I don't think that the puppy will be living in the run 24/7, am I right? If it were me, I would think this a good compromise. If Craig wants to raise the pup for Schutzhund, then Craig will need to be the main handler, trainer and limit handling/training by others (some is okay, but most of it should be from Craig).

Nothing cruel about this, as long as the dog gets plenty of time with Craig, plenty of socialization, plenty of play and excersice, and plenty of training in amounts appropriate for his age and development level. Some interaction with the other dogs is important for appropriate socialization and development, and I'm sure puppy will have the opportunity to do so.

My dog usually has the run of the house during the day, but because I'll be bringing a Schutzhund Puppy (the kind that Chris Wild breeds
) home soon, I have started to crate her more so that she will be used to her new schedule with the puppy here. Just as Craig is saying, I don't want the puppy to feel dominated by Keeta, and I don't want him to bond to her too much. So when the puppy has free time, Keeta will be crated, or kept in another room. Now, after 3 years of having the run of the house, I find that crating her has created a more compliant dog, more focused in training, more reliable dog! Subtle differences, she was already pretty good in those respects, but we know our dogs, and I have noticed the changes. So I would even go as far as to say that not only is crating harmless, but actually good for a dog.

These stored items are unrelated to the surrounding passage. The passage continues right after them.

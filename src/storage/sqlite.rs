//! SQLite reference store implementation
//!
//! This module provides a SQLite-based implementation of the ReferenceStore
//! trait. One connection is shared behind a mutex; every partition move runs
//! in a transaction so a reference is never lost between two partitions.

use crate::state::{Partition, Reference, ReferenceStatus};
use crate::storage::schema::initialize_schema;
use crate::storage::traits::{ReferenceStore, StorageError, StorageResult};
use crate::storage::{RunRecord, RunStatus};
use chrono::{DateTime, Utc};
use rusqlite::types::Type;
use rusqlite::{params, Connection, OptionalExtension, Row, TransactionBehavior};
use std::collections::BTreeMap;
use std::path::Path;
use std::sync::{Mutex, MutexGuard};

/// Columns read into a [`Reference`], in [`reference_from_row`] order
const REF_COLUMNS: &str = "url, depth, url_root, sitemap_last_mod, sitemap_change_freq, \
     sitemap_priority, status, head_checksum, doc_checksum, referenced_urls";

/// SQLite reference store backend
pub struct SqliteReferenceStore {
    conn: Mutex<Connection>,
}

impl SqliteReferenceStore {
    /// Opens or creates the store at `path`
    pub fn open(path: &Path) -> StorageResult<Self> {
        let conn = Connection::open(path)?;

        // Configure SQLite for better performance
        conn.execute_batch(
            "
            PRAGMA journal_mode = WAL;
            PRAGMA synchronous = NORMAL;
            PRAGMA temp_store = MEMORY;
            PRAGMA busy_timeout = 5000;
        ",
        )?;

        initialize_schema(&conn)?;

        Ok(Self {
            conn: Mutex::new(conn),
        })
    }

    /// Creates an in-memory store
    pub fn open_in_memory() -> StorageResult<Self> {
        let conn = Connection::open_in_memory()?;
        initialize_schema(&conn)?;
        Ok(Self {
            conn: Mutex::new(conn),
        })
    }

    fn conn(&self) -> StorageResult<MutexGuard<'_, Connection>> {
        self.conn.lock().map_err(|_| StorageError::Lock)
    }
}

fn run_from_row(row: &Row<'_>) -> rusqlite::Result<RunRecord> {
    let status: String = row.get(4)?;
    Ok(RunRecord {
        id: row.get(0)?,
        started_at: row.get(1)?,
        finished_at: row.get(2)?,
        config_hash: row.get(3)?,
        status: RunStatus::from_db_string(&status).ok_or_else(|| {
            rusqlite::Error::FromSqlConversionFailure(
                4,
                Type::Text,
                format!("unknown run status '{}'", status).into(),
            )
        })?,
    })
}

fn reference_from_row(row: &Row<'_>) -> rusqlite::Result<Reference> {
    let status = match row.get::<_, Option<String>>(6)? {
        Some(text) => Some(ReferenceStatus::from_db_string(&text).ok_or_else(|| {
            rusqlite::Error::FromSqlConversionFailure(
                6,
                Type::Text,
                format!("unknown reference status '{}'", text).into(),
            )
        })?),
        None => None,
    };

    // Sitemap hints are advisory, an unreadable date is dropped
    let sitemap_last_mod = row
        .get::<_, Option<String>>(3)?
        .and_then(|text| DateTime::parse_from_rfc3339(&text).ok())
        .map(|date| date.with_timezone(&Utc));

    Ok(Reference {
        url: row.get(0)?,
        depth: row.get(1)?,
        url_root: row.get(2)?,
        sitemap_last_mod,
        sitemap_change_freq: row.get(4)?,
        sitemap_priority: row.get::<_, Option<f64>>(5)?.map(|p| p as f32),
        status,
        head_checksum: row.get(7)?,
        doc_checksum: row.get(8)?,
        referenced_urls: row
            .get::<_, Option<String>>(9)?
            .map(|text| text.lines().map(str::to_string).collect())
            .unwrap_or_default(),
    })
}

fn partition_from_text(text: &str) -> StorageResult<Partition> {
    Partition::from_db_string(text)
        .ok_or_else(|| StorageError::Corrupt(format!("unknown partition '{}'", text)))
}

impl ReferenceStore for SqliteReferenceStore {
    // ===== Run Management =====

    fn create_run(&self, config_hash: &str) -> StorageResult<i64> {
        let conn = self.conn()?;
        let now = Utc::now().to_rfc3339();
        conn.execute(
            "INSERT INTO runs (started_at, config_hash, status) VALUES (?1, ?2, ?3)",
            params![now, config_hash, RunStatus::Running.to_db_string()],
        )?;
        Ok(conn.last_insert_rowid())
    }

    fn latest_run(&self) -> StorageResult<Option<RunRecord>> {
        let conn = self.conn()?;
        let run = conn
            .query_row(
                "SELECT id, started_at, finished_at, config_hash, status FROM runs ORDER BY id DESC LIMIT 1",
                [],
                run_from_row,
            )
            .optional()?;
        Ok(run)
    }

    fn finish_run(&self, run_id: i64, status: RunStatus) -> StorageResult<()> {
        let conn = self.conn()?;
        let now = Utc::now().to_rfc3339();
        conn.execute(
            "UPDATE runs SET status = ?1, finished_at = ?2 WHERE id = ?3",
            params![status.to_db_string(), now, run_id],
        )?;
        Ok(())
    }

    fn prepare_run(&self, resume: bool) -> StorageResult<()> {
        let mut conn = self.conn()?;
        let tx = conn.transaction_with_behavior(TransactionBehavior::Immediate)?;

        if resume {
            let recovered = tx.execute(
                "UPDATE refs SET partition = 'queued' WHERE partition = 'active'",
                [],
            )?;
            if recovered > 0 {
                tracing::info!(recovered, "Moved interrupted references back to the queue");
            }
        } else {
            tx.execute("DELETE FROM cached_refs", [])?;
            let cached = tx.execute(
                &format!(
                    "INSERT INTO cached_refs ({cols}) SELECT {cols} FROM refs WHERE partition = 'processed'",
                    cols = REF_COLUMNS
                ),
                [],
            )?;
            tx.execute("DELETE FROM refs", [])?;
            tx.execute("DELETE FROM resolved_sitemaps", [])?;
            tracing::debug!(cached, "Cached previous run's processed references");
        }

        tx.commit()?;
        Ok(())
    }

    // ===== Partitions =====

    fn queue(&self, reference: &Reference) -> StorageResult<bool> {
        let mut conn = self.conn()?;
        let tx = conn.transaction_with_behavior(TransactionBehavior::Immediate)?;

        let existing: Option<(String, u32)> = tx
            .query_row(
                "SELECT partition, depth FROM refs WHERE url = ?1",
                params![reference.url],
                |row| Ok((row.get(0)?, row.get(1)?)),
            )
            .optional()?;

        let queued = match existing {
            None => {
                tx.execute(
                    "INSERT INTO refs (url, partition, depth, url_root, sitemap_last_mod,
                     sitemap_change_freq, sitemap_priority)
                     VALUES (?1, 'queued', ?2, ?3, ?4, ?5, ?6)",
                    params![
                        reference.url,
                        reference.depth,
                        reference.url_root,
                        reference.sitemap_last_mod.map(|d| d.to_rfc3339()),
                        reference.sitemap_change_freq,
                        reference.sitemap_priority.map(f64::from),
                    ],
                )?;
                true
            }
            Some((partition, depth)) => {
                if partition_from_text(&partition)? == Partition::Queued && reference.depth < depth
                {
                    tx.execute(
                        "UPDATE refs SET depth = ?1 WHERE url = ?2",
                        params![reference.depth, reference.url],
                    )?;
                }
                false
            }
        };

        tx.commit()?;
        Ok(queued)
    }

    fn next_queued(&self) -> StorageResult<Option<Reference>> {
        let mut conn = self.conn()?;
        let tx = conn.transaction_with_behavior(TransactionBehavior::Immediate)?;

        let next = tx
            .query_row(
                &format!(
                    "SELECT {}, id FROM refs WHERE partition = 'queued' ORDER BY depth, id LIMIT 1",
                    REF_COLUMNS
                ),
                [],
                |row| Ok((reference_from_row(row)?, row.get::<_, i64>(10)?)),
            )
            .optional()?;

        let reference = match next {
            Some((reference, id)) => {
                tx.execute(
                    "UPDATE refs SET partition = 'active' WHERE id = ?1",
                    params![id],
                )?;
                Some(reference)
            }
            None => None,
        };

        tx.commit()?;
        Ok(reference)
    }

    fn mark_processed(&self, reference: &Reference) -> StorageResult<()> {
        let mut conn = self.conn()?;
        let tx = conn.transaction_with_behavior(TransactionBehavior::Immediate)?;

        tx.execute(
            "INSERT INTO refs (url, partition, depth, url_root, sitemap_last_mod,
             sitemap_change_freq, sitemap_priority, status, head_checksum, doc_checksum,
             referenced_urls)
             VALUES (?1, 'processed', ?2, ?3, ?4, ?5, ?6, ?7, ?8, ?9, ?10)
             ON CONFLICT(url) DO UPDATE SET
                partition = 'processed',
                depth = excluded.depth,
                url_root = excluded.url_root,
                sitemap_last_mod = excluded.sitemap_last_mod,
                sitemap_change_freq = excluded.sitemap_change_freq,
                sitemap_priority = excluded.sitemap_priority,
                status = excluded.status,
                head_checksum = excluded.head_checksum,
                doc_checksum = excluded.doc_checksum,
                referenced_urls = excluded.referenced_urls",
            params![
                reference.url,
                reference.depth,
                reference.url_root,
                reference.sitemap_last_mod.map(|d| d.to_rfc3339()),
                reference.sitemap_change_freq,
                reference.sitemap_priority.map(f64::from),
                reference.status.map(|s| s.to_db_string()),
                reference.head_checksum,
                reference.doc_checksum,
                (!reference.referenced_urls.is_empty()).then(|| reference.referenced_urls.join("\n")),
            ],
        )?;
        tx.execute(
            "DELETE FROM cached_refs WHERE url = ?1",
            params![reference.url],
        )?;

        tx.commit()?;
        Ok(())
    }

    fn get_cached(&self, url: &str) -> StorageResult<Option<Reference>> {
        let conn = self.conn()?;
        let reference = conn
            .query_row(
                &format!("SELECT {} FROM cached_refs WHERE url = ?1", REF_COLUMNS),
                params![url],
                reference_from_row,
            )
            .optional()?;
        Ok(reference)
    }

    fn get_reference(&self, url: &str) -> StorageResult<Option<(Partition, Reference)>> {
        let conn = self.conn()?;
        let found = conn
            .query_row(
                &format!("SELECT {}, partition FROM refs WHERE url = ?1", REF_COLUMNS),
                params![url],
                |row| Ok((row.get::<_, String>(10)?, reference_from_row(row)?)),
            )
            .optional()?;

        match found {
            Some((partition, reference)) => Ok(Some((partition_from_text(&partition)?, reference))),
            None => Ok(None),
        }
    }

    fn partition_of(&self, url: &str) -> StorageResult<Option<Partition>> {
        let conn = self.conn()?;
        let partition: Option<String> = conn
            .query_row(
                "SELECT partition FROM refs WHERE url = ?1",
                params![url],
                |row| row.get(0),
            )
            .optional()?;
        partition.as_deref().map(partition_from_text).transpose()
    }

    // ===== Counts =====

    fn count(&self, partition: Partition) -> StorageResult<u64> {
        let conn = self.conn()?;
        let count: i64 = match partition {
            Partition::Cached => {
                conn.query_row("SELECT COUNT(*) FROM cached_refs", [], |row| row.get(0))?
            }
            live => conn.query_row(
                "SELECT COUNT(*) FROM refs WHERE partition = ?1",
                params![live.to_db_string()],
                |row| row.get(0),
            )?,
        };
        Ok(count as u64)
    }

    fn processed_status_counts(&self) -> StorageResult<BTreeMap<ReferenceStatus, u64>> {
        let conn = self.conn()?;
        let mut stmt = conn.prepare(
            "SELECT status, COUNT(*) FROM refs
             WHERE partition = 'processed' AND status IS NOT NULL
             GROUP BY status",
        )?;

        let rows = stmt
            .query_map([], |row| Ok((row.get::<_, String>(0)?, row.get::<_, i64>(1)?)))?
            .collect::<Result<Vec<_>, _>>()?;

        let mut counts = BTreeMap::new();
        for (status, count) in rows {
            let status = ReferenceStatus::from_db_string(&status)
                .ok_or_else(|| StorageError::Corrupt(format!("unknown status '{}'", status)))?;
            counts.insert(status, count as u64);
        }
        Ok(counts)
    }

    fn cached_references(&self) -> StorageResult<Vec<Reference>> {
        let conn = self.conn()?;
        let mut stmt = conn.prepare(&format!(
            "SELECT {} FROM cached_refs ORDER BY depth, url",
            REF_COLUMNS
        ))?;
        let references = stmt
            .query_map([], reference_from_row)?
            .collect::<Result<Vec<_>, _>>()?;
        Ok(references)
    }

    // ===== Sitemap Memo =====

    fn is_sitemap_resolved(&self, url_root: &str) -> StorageResult<bool> {
        let conn = self.conn()?;
        let found: Option<i64> = conn
            .query_row(
                "SELECT 1 FROM resolved_sitemaps WHERE url_root = ?1",
                params![url_root],
                |row| row.get(0),
            )
            .optional()?;
        Ok(found.is_some())
    }

    fn mark_sitemap_resolved(&self, url_root: &str) -> StorageResult<bool> {
        let conn = self.conn()?;
        let inserted = conn.execute(
            "INSERT OR IGNORE INTO resolved_sitemaps (url_root, resolved_at) VALUES (?1, ?2)",
            params![url_root, Utc::now().to_rfc3339()],
        )?;
        Ok(inserted == 1)
    }
}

The outside run is a good idea, but I'm not sure at what age your puppy would be old enough to be left alone all day. I know it isn't an issue of being let out to potty, but I'm wondering about feeding schedule, feeling involved with others, not feeling abandoned, etc. Are your parents home during the day? Will they respect your wishes, or will they decide on their own that you are being abusive and let your puppy out to play with the other dogs?

Lies is right that belonging to a pack is very important, and as my puppy matures, dogs will be together more, but I feel that I will need to be in full control of his environment during his first year, and that will involve a lot of one-on-one.

Edited to add: One-on-one mentioned above will involve a ton of socializing with other people and other dogs. Didn't want to give the impression that I'm advocating isolating the puppy for the first year.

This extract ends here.